Bodyvox im Schlosstheater: Beifallssturm für ein eigenwilliges Tanztheater
Fulda
Auch beim ihrem zweiten Gastspiel begeistert Bodyvox, eine ebenso eigenwillige wie außergewöhnliche Tanzcompagnie aus den USA, im Fuldaer Schlosstheater. Diesmal erzählt das Ensemble die Geschichte von „Tausend kleinen Cities“.
Was sich Jamey Hampton und Ashley Roland, die Gründer der international renommieren Truppe, ersonnen haben, wird im Programmheft treffend beschrieben: „A Thousend Little Cities“, entstanden im Jahr 2000, sei eines der „amerikanischsten“ Werke der Compagnie, „eine multidisziplinäre Achterbahnfahrt mit Film, Text, visuellen Elementen und dem lockeren Bewegungsstil, den Bodyvox auszeichnet“. Kaum eineinhalb Stunden währt der aus eigenständigen, originellen Szenen komponierte optisch-akustische Roadtrip vor allem wegen seiner einzigartigen Bildsprache. Sie beflügelt die Fantasie und lädt immer wieder dazu ein, sich zu den Choreografien eigene Geschichten auszudenken. Was auch deshalb gut gelingt, weil nicht immer offenkundig wird, was auf der Bühne mit begeisternder Körperlichkeit, hohem Tempo und erfrischender Erfindungsgabe erzählt wird. Hilfreich bei der Suche hätte eine Erläuterung von Ashley Roland sein können: Man wolle die Ästhetik des Alltags erforschen (dies gelingt in der pfiffigen Fahrstuhl-Episode sehr gut) und „ein Stück Amerika durch eine Linse von Hoffnung und Optimismus aufzurufen“.

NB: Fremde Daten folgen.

//! Per-dataset normalization pipeline
//!
//! Each surveillance export has its own header set, date format, and
//! duplicate semantics, but every dataset runs the same pipeline shape:
//!
//! 1. Read rows with whitespace-trimmed headers
//! 2. Dataset transform: parse dates, title-case locations/species, coerce
//!    magnitudes (failures become null, not errors)
//! 3. Aggregate duplicate rows on the dataset's grouping key (before column
//!    mapping, so grouping sees the source fields)
//! 4. Map to canonical case-record fields and apply dataset defaults
//! 5. Derive severity and the deterministic external id
//!
//! Datasets differ only by static configuration and transform functions in
//! [`commercial`], [`wild_bird`], and [`mammal`]; there is no subclass
//! hierarchy to trace through.

use crate::app::models::CaseRecord;
use crate::constants::{dataset_files, id_prefixes, DATASET_NAMES};
use crate::{Error, Result};
use chrono::NaiveDate;
use csv::StringRecord;
use std::collections::BTreeMap;
use std::path::Path;
use std::str::FromStr;
use tracing::{info, warn};

pub mod aggregate;
pub mod commercial;
pub mod external_id;
pub mod field_parsers;
pub mod mammal;
pub mod stats;
pub mod wild_bird;

#[cfg(test)]
pub mod tests;

// Re-export main types for easy access
pub use stats::ParseStats;

use aggregate::{aggregate_rows, merged_row_count};
use field_parsers::ColumnMap;

// =============================================================================
// Dataset Kinds
// =============================================================================

/// The recognized surveillance dataset shapes
#[derive(Debug, Clone, Copy, PartialEq, Eq, Hash)]
pub enum DatasetKind {
    /// USDA commercial and backyard poultry flock outbreaks
    Commercial,
    /// USDA HPAI detections in wild birds
    WildBird,
    /// USDA HPAI detections in mammals
    Mammal,
}

impl DatasetKind {
    /// All recognized dataset kinds
    pub const ALL: &'static [DatasetKind] = &[
        DatasetKind::Commercial,
        DatasetKind::WildBird,
        DatasetKind::Mammal,
    ];

    /// Canonical dataset name used in CLI arguments and log filenames
    pub fn name(self) -> &'static str {
        match self {
            DatasetKind::Commercial => "commercial",
            DatasetKind::WildBird => "wild_bird",
            DatasetKind::Mammal => "mammal",
        }
    }

    /// External-id prefix for this dataset
    pub fn id_prefix(self) -> &'static str {
        match self {
            DatasetKind::Commercial => id_prefixes::COMMERCIAL,
            DatasetKind::WildBird => id_prefixes::WILD_BIRD,
            DatasetKind::Mammal => id_prefixes::MAMMAL,
        }
    }

    /// Default source filename within the raw data directory
    pub fn source_filename(self) -> &'static str {
        match self {
            DatasetKind::Commercial => dataset_files::COMMERCIAL,
            DatasetKind::WildBird => dataset_files::WILD_BIRD,
            DatasetKind::Mammal => dataset_files::MAMMAL,
        }
    }

    /// Data source tag applied to this dataset's records
    pub fn data_source(self) -> &'static str {
        // All three priority feeds are USDA exports
        "usda"
    }
}

impl FromStr for DatasetKind {
    type Err = Error;

    fn from_str(s: &str) -> Result<Self> {
        match s.trim() {
            "commercial" => Ok(DatasetKind::Commercial),
            "wild_bird" => Ok(DatasetKind::WildBird),
            "mammal" => Ok(DatasetKind::Mammal),
            other => Err(Error::unknown_dataset(format!(
                "{} (expected one of: {})",
                other,
                DATASET_NAMES.join(", ")
            ))),
        }
    }
}

impl std::fmt::Display for DatasetKind {
    fn fmt(&self, f: &mut std::fmt::Formatter<'_>) -> std::fmt::Result {
        write!(f, "{}", self.name())
    }
}

// =============================================================================
// Intermediate Row
// =============================================================================

/// Typed canonical values extracted from one source row, before aggregation
///
/// Every field a dataset can populate is an explicit `Option`; fields a
/// dataset never carries simply stay `None`. Source rows are read once into
/// this form and discarded.
#[derive(Debug, Clone, PartialEq, Default)]
pub struct DraftRow {
    pub county: Option<String>,
    pub state_province: Option<String>,
    pub case_date: Option<NaiveDate>,
    pub report_date: Option<NaiveDate>,
    pub species: Option<String>,
    pub affected: Option<i64>,
    pub metadata: BTreeMap<String, String>,
}

// =============================================================================
// Normalizer
// =============================================================================

/// Result of normalizing one dataset file
#[derive(Debug, Clone)]
pub struct NormalizeResult {
    /// Normalized, aggregated case records
    pub records: Vec<CaseRecord>,

    /// Parsing statistics for the run
    pub stats: ParseStats,
}

/// Dataset-configured normalizer running the shared pipeline
#[derive(Debug, Clone, Copy)]
pub struct Normalizer {
    kind: DatasetKind,
}

impl Normalizer {
    /// Create a normalizer for a dataset kind
    pub fn new(kind: DatasetKind) -> Self {
        Self { kind }
    }

    /// The dataset this normalizer is configured for
    pub fn kind(&self) -> DatasetKind {
        self.kind
    }

    /// Parse and normalize a source CSV file into case records
    pub fn parse_file(&self, path: &Path) -> Result<NormalizeResult> {
        if !path.exists() {
            return Err(Error::file_not_found(path.display().to_string()));
        }

        info!(
            "Parsing {} dataset from {}",
            self.kind.name(),
            path.display()
        );

        let mut reader = csv::ReaderBuilder::new()
            .flexible(true)
            .from_path(path)
            .map_err(|e| {
                Error::csv_parsing(
                    path.display().to_string(),
                    "failed to open dataset file",
                    Some(e),
                )
            })?;

        let headers = reader
            .headers()
            .map_err(|e| {
                Error::csv_parsing(
                    path.display().to_string(),
                    "failed to read header row",
                    Some(e),
                )
            })?
            .clone();
        let mapping = ColumnMap::from_headers(&headers);

        let mut stats = ParseStats::new();
        let mut raw_rows: Vec<StringRecord> = Vec::new();
        for (row_number, result) in reader.records().enumerate() {
            match result {
                Ok(record) => raw_rows.push(record),
                Err(e) => {
                    stats
                        .errors
                        .push(format!("row {}: {}", row_number + 1, e));
                }
            }
        }
        stats.total_rows = raw_rows.len();

        if stats.has_errors() {
            warn!(
                "Skipped {} unreadable rows in {}",
                stats.errors.len(),
                path.display()
            );
        }

        let records = self.normalize_rows(&raw_rows, &mapping, &mut stats);
        stats.records_normalized = records.len();

        info!(
            "Normalized {} rows into {} case records ({} merged by aggregation)",
            stats.total_rows, stats.records_normalized, stats.rows_merged
        );

        Ok(NormalizeResult { records, stats })
    }

    /// Run the transform / aggregate / map stages over raw rows
    pub fn normalize_rows(
        &self,
        raw_rows: &[StringRecord],
        mapping: &ColumnMap,
        stats: &mut ParseStats,
    ) -> Vec<CaseRecord> {
        let rows = match self.kind {
            DatasetKind::Commercial => commercial::extract_rows(raw_rows, mapping, stats),
            DatasetKind::WildBird => wild_bird::extract_rows(raw_rows, mapping, stats),
            DatasetKind::Mammal => mammal::extract_rows(raw_rows, mapping, stats),
        };

        let key_fn: fn(&DraftRow) -> String = match self.kind {
            DatasetKind::Commercial => commercial::group_key,
            DatasetKind::WildBird => wild_bird::group_key,
            DatasetKind::Mammal => mammal::group_key,
        };

        let groups = aggregate_rows(rows, key_fn);
        stats.rows_merged = merged_row_count(&groups);

        let finish_fn: fn(aggregate::AggregatedGroup) -> CaseRecord = match self.kind {
            DatasetKind::Commercial => commercial::finish,
            DatasetKind::WildBird => wild_bird::finish,
            DatasetKind::Mammal => mammal::finish,
        };

        groups.into_iter().map(finish_fn).collect()
    }
}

In jedem Augenblick rechtfertigt die Compagnie mit Originalität und Witz, mit neuen Formen und überraschenden Bewegungsabläufen ihren Namen: Bodyvox, zusammengesetzt aus dem Englischen body und dem Lateinischen vox bedeutet Körpersprache, in der sich klassische Elemente und aktuelle Ausdrucksformen verbinden.
Auch Zeit zum Durchatmen
Eine eigenwillige Ästhetik und eine artistische Tanzkunst prägen die kraftvolle Handschrift der Truppe von Hampton und Roland, die bislang drei Opern choreografiert und sechs eigene Shows entwickelt hat. Außerdem hat Bodyvox mit ihren Filmen bei nationalen und internationalen Festivals zahlreiche Preise eingeheimst, unter anderem im Jahr 2002 den American Choreography Award. Kein Wunder, dass bei Bodyvox nicht Bescheidenheit, sondern Selbstbewusstsein regiert. Hampton und seine kongeniale Partnerin Roland bescheinigen ihrer Compagnie eine „einzigartige Mischung aus sauberer Technik, trockenem Humor und atemberaubender Schönheit“.
Glücklicherweise ließ Bodyvox noch genügend Zeit zum Luftholen und Durchatmen. Vornehmlich im ersten Teil, in dem die (gewiss gewollte) Monotonie der Musik von den Körperstimmen nicht immer beschönigt werden kann. Eingängige Bilder kann man in „Schlumps“ bewundern, wenn die drei Tänzerinnen und die fünf Tänzer, allesamt ausgezeichnete Bewegungskünstler, aus den Taschen ihrer zeltartigen Mäntel viele graue Spielzeuggebäude zaubern und damit tausend kleine Städte entstehen lassen. Entlarvende Ironie und seine tiefere Bedeutung präsentiert Bodyvox in „The Gallery“, in dem die Phrasen zelebriert werden, mit denen trivialsten Werken Bedeutung angedichtet werden soll.
Vergnügliche Intensität gewinnt die Beziehung zwischen Bühne, Tanz und Musik in Teil zwei des Abends, beispielsweise bei einem an den Füßen verbundenen Quartett, das sich zu einem Oktett erweitert, bei einer humorvoll-athletischen Liebesgeschichte und beim melancholisch-rauchigen Abschluss „Get Along Little Doggies“.
Im ausverkauften Schlosstheater begleitet das Publikum die Szenen mit befeuerndem Beifall, der sich während des geschickt choreografierten und mit Filmsequenzen herausgeputzten Abspanns zu Ovation auswächst.